*Your objective*: From the line containing "empty = OnlineDictionary::new(Defs(Ok(None)), Trans(Ok(None)));" to the final line of the entries, every line is to be reproduced exactly; no other line belongs in the output.
*** Records ***
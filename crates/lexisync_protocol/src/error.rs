//! Error types for the protocol crate.

use thiserror::Error;

/// Result type for protocol operations.
pub type ProtocolResult<T> = Result<T, ProtocolError>;

/// Errors that can occur while encoding or decoding protocol messages.
#[derive(Error, Debug, Clone, PartialEq, Eq)]
pub enum ProtocolError {
    /// Failed to encode a message to JSON.
    #[error("encoding failed: {message}")]
    EncodingFailed {
        /// Description of the encoding error.
        message: String,
    },

    /// Failed to decode JSON bytes.
    #[error("decoding failed: {message}")]
    DecodingFailed {
        /// Description of the decoding error.
        message: String,
    },

    /// The payload decoded but violates a structural rule.
    #[error("invalid structure: {message}")]
    InvalidStructure {
        /// Description of the structural error.
        message: String,
    },

    /// Unknown collection name on the wire.
    #[error("unknown collection: {0}")]
    UnknownCollection(String),
}

impl ProtocolError {
    /// Creates an invalid structure error.
    pub fn invalid_structure(message: impl Into<String>) -> Self {
        Self::InvalidStructure {
            message: message.into(),
        }
    }

    pub(crate) fn encoding(err: serde_json::Error) -> Self {
        Self::EncodingFailed {
            message: err.to_string(),
        }
    }

    pub(crate) fn decoding(err: serde_json::Error) -> Self {
        Self::DecodingFailed {
            message: err.to_string(),
        }
    }
}

#[cfg(test)]
mod tests {
    use super::*;

    #[test]
    fn error_display() {
        let err = ProtocolError::UnknownCollection("lessons".into());
        assert_eq!(err.to_string(), "unknown collection: lessons");

        let err = ProtocolError::invalid_structure("entity in wrong collection");
        assert!(err.to_string().contains("wrong collection"));
    }
}
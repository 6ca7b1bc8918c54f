//! CLI command implementations.

pub mod add_word;
pub mod status;
pub mod sync;
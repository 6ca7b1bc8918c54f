//! Configuration for the sync engine.

use crate::error::{SyncError, SyncResult};
use rand::Rng;
use std::time::Duration;

/// Configuration for sync operations.
#[derive(Debug, Clone)]
pub struct SyncConfig {
    /// Backend base URL.
    pub base_url: String,
    /// Page size for full syncs.
    pub page_size: u32,
    /// Interval of the recurring delta sync.
    pub sync_interval: Duration,
    /// Window in which reconnect events trigger at most one sync.
    pub reconnect_debounce: Duration,
    /// Timeout applied to every gateway request.
    pub request_timeout: Duration,
    /// Maximum number of pending changes pushed per run.
    pub push_batch_size: u32,
    /// Retry configuration.
    pub retry: RetryConfig,
}

impl SyncConfig {
    /// Creates a new sync configuration.
    pub fn new(base_url: impl Into<String>) -> Self {
        Self {
            base_url: base_url.into(),
            page_size: 50,
            sync_interval: Duration::from_secs(15 * 60),
            reconnect_debounce: Duration::from_secs(10),
            request_timeout: Duration::from_secs(30),
            push_batch_size: 100,
            retry: RetryConfig::default(),
        }
    }

    /// Sets the full-sync page size.
    pub fn with_page_size(mut self, size: u32) -> Self {
        self.page_size = size;
        self
    }

    /// Sets the recurring sync interval.
    pub fn with_sync_interval(mut self, interval: Duration) -> Self {
        self.sync_interval = interval;
        self
    }

    /// Sets the reconnect debounce window.
    pub fn with_reconnect_debounce(mut self, window: Duration) -> Self {
        self.reconnect_debounce = window;
        self
    }

    /// Sets the per-request timeout.
    pub fn with_request_timeout(mut self, timeout: Duration) -> Self {
        self.request_timeout = timeout;
        self
    }

    /// Sets the push batch size.
    pub fn with_push_batch_size(mut self, size: u32) -> Self {
        self.push_batch_size = size;
        self
    }

    /// Sets the retry configuration.
    pub fn with_retry(mut self, retry: RetryConfig) -> Self {
        self.retry = retry;
        self
    }

    /// Checks the configuration for values the engine cannot run with.
    pub fn validate(&self) -> SyncResult<()> {
        if self.page_size == 0 {
            return Err(SyncError::InvalidConfig("page_size must be positive".into()));
        }
        if self.push_batch_size == 0 {
            return Err(SyncError::InvalidConfig(
                "push_batch_size must be positive".into(),
            ));
        }
        if self.sync_interval.is_zero() {
            return Err(SyncError::InvalidConfig(
                "sync_interval must be positive".into(),
            ));
        }
        if self.request_timeout.is_zero() {
            return Err(SyncError::InvalidConfig(
                "request_timeout must be positive".into(),
            ));
        }
        if self.retry.max_attempts == 0 {
            return Err(SyncError::InvalidConfig(
                "retry.max_attempts must be at least 1".into(),
            ));
        }
        Ok(())
    }
}

impl Default for SyncConfig {
    fn default() -> Self {
        Self::new("")
    }
}

/// Configuration for retry behavior.
#[derive(Debug, Clone)]
pub struct RetryConfig {
    /// Maximum number of attempts, the first one included.
    pub max_attempts: u32,
    /// Initial delay between retries.
    pub initial_delay: Duration,
    /// Maximum delay between retries.
    pub max_delay: Duration,
    /// Multiplier for exponential backoff.
    pub backoff_multiplier: f64,
    /// Whether to add jitter to delays.
    pub add_jitter: bool,
}

impl RetryConfig {
    /// Creates a new retry configuration.
    pub fn new(max_attempts: u32) -> Self {
        Self {
            max_attempts,
            initial_delay: Duration::from_millis(250),
            max_delay: Duration::from_secs(10),
            backoff_multiplier: 2.0,
            add_jitter: true,
        }
    }

    /// Creates a configuration with no retries.
    pub fn no_retry() -> Self {
        Self {
            max_attempts: 1,
            initial_delay: Duration::ZERO,
            max_delay: Duration::ZERO,
            backoff_multiplier: 1.0,
            add_jitter: false,
        }
    }

    /// Sets the initial delay.
    pub fn with_initial_delay(mut self, delay: Duration) -> Self {
        self.initial_delay = delay;
        self
    }

    /// Sets the maximum delay.
    pub fn with_max_delay(mut self, delay: Duration) -> Self {
        self.max_delay = delay;
        self
    }

    /// Sets the backoff multiplier.
    pub fn with_backoff_multiplier(mut self, multiplier: f64) -> Self {
        self.backoff_multiplier = multiplier;
        self
    }

    /// Enables or disables jitter.
    pub fn with_jitter(mut self, add_jitter: bool) -> Self {
        self.add_jitter = add_jitter;
        self
    }

    /// Calculates the delay before a given attempt (0-indexed).
    pub fn delay_for_attempt(&self, attempt: u32) -> Duration {
        if attempt == 0 {
            return Duration::ZERO;
        }

        let base_delay = self.initial_delay.as_secs_f64()
            * self
                .backoff_multiplier
                .powi(attempt.saturating_sub(1) as i32);

        let delay_secs = base_delay.min(self.max_delay.as_secs_f64());

        if self.add_jitter {
            // Up to 25% jitter
            let jitter = delay_secs * 0.25 * rand::thread_rng().gen::<f64>();
            Duration::from_secs_f64(delay_secs + jitter)
        } else {
            Duration::from_secs_f64(delay_secs)
        }
    }
}

impl Default for RetryConfig {
    fn default() -> Self {
        Self::new(3)
    }
}
//! Online dictionary lookup.
//!
//! Combines a definition source and a translation source into a single
//! online-origin vocabulary snapshot. Both sources are best-effort.

use lexisync_protocol::{Entity, Origin, Timestamp, Vocabulary};
use std::future::Future;
use tracing::debug;

/// A dictionary definition.
#[derive(Debug, Clone, Default, PartialEq, Eq)]
pub struct Definition {
    /// Definition text.
    pub text: String,
    /// Part of speech, if known.
    pub part_of_speech: Option<String>,
    /// Example sentences.
    pub examples: Vec<String>,
}

/// Source of word definitions.
pub trait DefinitionSource: Send + Sync {
    /// Looks up a word.
    fn define(&self, word: &str) -> impl Future<Output = Result<Option<Definition>, String>> + Send;
}

/// Source of translations.
pub trait TranslationSource: Send + Sync {
    /// Translates a word.
    fn translate(&self, word: &str) -> impl Future<Output = Result<Option<String>, String>> + Send;
}

/// Produces vocabulary snapshots for words missing from the local store.
pub trait DictionaryLookup: Send + Sync {
    /// Looks up a word. `None` if nothing could be found.
    fn lookup(&self, word: &str) -> impl Future<Output = Option<Entity>> + Send;
}

/// Returns the id used for the online snapshot of `word`.
pub fn online_id(word: &str) -> String {
    format!("online-{}", word.trim().to_lowercase())
}

/// Dictionary backed by a definition source and a translation source.
#[derive(Debug, Clone)]
pub struct OnlineDictionary<D, T> {
    definitions: D,
    translations: T,
}

impl<D: DefinitionSource, T: TranslationSource> OnlineDictionary<D, T> {
    /// Creates a dictionary from its two sources.
    pub fn new(definitions: D, translations: T) -> Self {
        Self {
            definitions,
            translations,
        }
    }
}

impl<D: DefinitionSource, T: TranslationSource> DictionaryLookup for OnlineDictionary<D, T> {
    async fn lookup(&self, word: &str) -> Option<Entity> {
        let word = word.trim();
        if word.is_empty() {
            return None;
        }

        let (definition, translation) = tokio::join!(
            self.definitions.define(word),
            self.translations.translate(word)
        );

        let definition = definition
            .map_err(|e| debug!(word, error = %e, "definition source failed"))
            .ok()
            .flatten();
        let translation = translation
            .map_err(|e| debug!(word, error = %e, "translation source failed"))
            .ok()
            .flatten();

        if definition.is_none() && translation.is_none() {
            return None;
        }

        let definition = definition.unwrap_or_default();
        let body = Vocabulary {
            word: word.to_string(),
            translation: translation.unwrap_or_default(),
            definition: Some(definition.text).filter(|t| !t.is_empty()),
            part_of_speech: definition.part_of_speech,
            examples: definition.examples,
            language: None,
        };
        Some(Entity::vocabulary(online_id(word), Timestamp::now(), body).with_origin(Origin::Online))
    }
}

#[cfg(test)]
mod tests {
    use super::*;

    struct Defs(Result<Option<Definition>, String>);
    struct Trans(Result<Option<String>, String>);

    impl DefinitionSource for Defs {
        async fn define(&self, _word: &str) -> Result<Option<Definition>, String> {
            self.0.clone()
        }
    }

    impl TranslationSource for Trans {
        async fn translate(&self, _word: &str) -> Result<Option<String>, String> {
            self.0.clone()
        }
    }

    fn definition() -> Definition {
        Definition {
            text: "a domesticated feline".into(),
            part_of_speech: Some("noun".into()),
            examples: vec!["El gato duerme.".into()],
        }
    }

    #[tokio::test]
    async fn combines_both_sources() {
        let dict = OnlineDictionary::new(Defs(Ok(Some(definition()))), Trans(Ok(Some("cat".into()))));
        let entity = dict.lookup(" Gato ").await.unwrap();

        assert_eq!(entity.id, "online-gato");
        assert_eq!(entity.origin, Origin::Online);
        let vocab = entity.as_vocabulary().unwrap();
        assert_eq!(vocab.word, "Gato");
        assert_eq!(vocab.translation, "cat");
        assert_eq!(vocab.part_of_speech.as_deref(), Some("noun"));
    }

    #[tokio::test]
    async fn one_source_is_enough() {
        let dict = OnlineDictionary::new(Defs(Err("503".into())), Trans(Ok(Some("cat".into()))));
        let entity = dict.lookup("gato").await.unwrap();
        let vocab = entity.as_vocabulary().unwrap();
        assert_eq!(vocab.translation, "cat");
        assert!(vocab.definition.is_none());
    }

    #[tokio::test]
    async fn both_unreachable_is_absent() {
        let dict = OnlineDictionary::new(Defs(Err("dns".into())), Trans(Err("dns".into())));
        assert!(dict.lookup("gato").await.is_none());

        let empty = OnlineDictionary::new(Defs(Ok(None)), Trans(Ok(None)));
        assert!(empty.lookup("gato").await.is_none());
        assert!(empty.lookup("   ").await.is_none());
    }
}
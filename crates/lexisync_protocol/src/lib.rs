//! # LexiSync Protocol
//!
//! Entity model and wire types for LexiSync.
//!
//! This crate provides:
//! - `Entity` snapshots for the `vocabularies` and `resources` collections
//! - List, changes-since and push messages with JSON codecs
//! - The last-write-wins merge decision
//! - `PendingQueue` for local mutations awaiting a push
//!
//! This is a pure protocol crate with no I/O operations.

#![deny(unsafe_code)]
#![warn(missing_docs)]

mod conflict;
mod entity;
mod error;
mod messages;
mod oplog;

pub use conflict::{decide_merge, decide_online_insert, MergeDecision};
pub use entity::{CollectionId, Entity, EntityBody, Origin, Resource, Timestamp, Vocabulary};
pub use error::{ProtocolError, ProtocolResult};
pub use messages::{ChangeSet, ChangesSinceRequest, ListFilter, ListPage, ListRequest, PushRequest, PushResult};
pub use oplog::{Mutation, PendingChange, PendingQueue};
***
*Written reply*:
        let empty = OnlineDictionary::new(Defs(Ok(None)), Trans(Ok(None)));
        assert!(empty.lookup("gato").await.is_none());
        assert!(empty.lookup("   ").await.is_none());
    }
}
filename crates/lexisync_protocol/src/lib.rs
//! # LexiSync Protocol
//!
//! Entity model and wire types for LexiSync.
//!
//! This crate provides:
//! - `Entity` snapshots for the `vocabularies` and `resources` collections
//! - List, changes-since and push messages with JSON codecs
//! - The last-write-wins merge decision
//! - `PendingQueue` for local mutations awaiting a push
//!
//! This is a pure protocol crate with no I/O operations.

#![deny(unsafe_code)]
#![warn(missing_docs)]

mod conflict;
mod entity;
mod error;
mod messages;
mod oplog;

pub use conflict::{decide_merge, decide_online_insert, MergeDecision};
pub use entity::{CollectionId, Entity, EntityBody, Origin, Resource, Timestamp, Vocabulary};
pub use error::{ProtocolError, ProtocolResult};
pub use messages::{ChangeSet, ChangesSinceRequest, ListFilter, ListPage, ListRequest, PushRequest, PushResult};
pub use oplog::{Mutation, PendingChange, PendingQueue};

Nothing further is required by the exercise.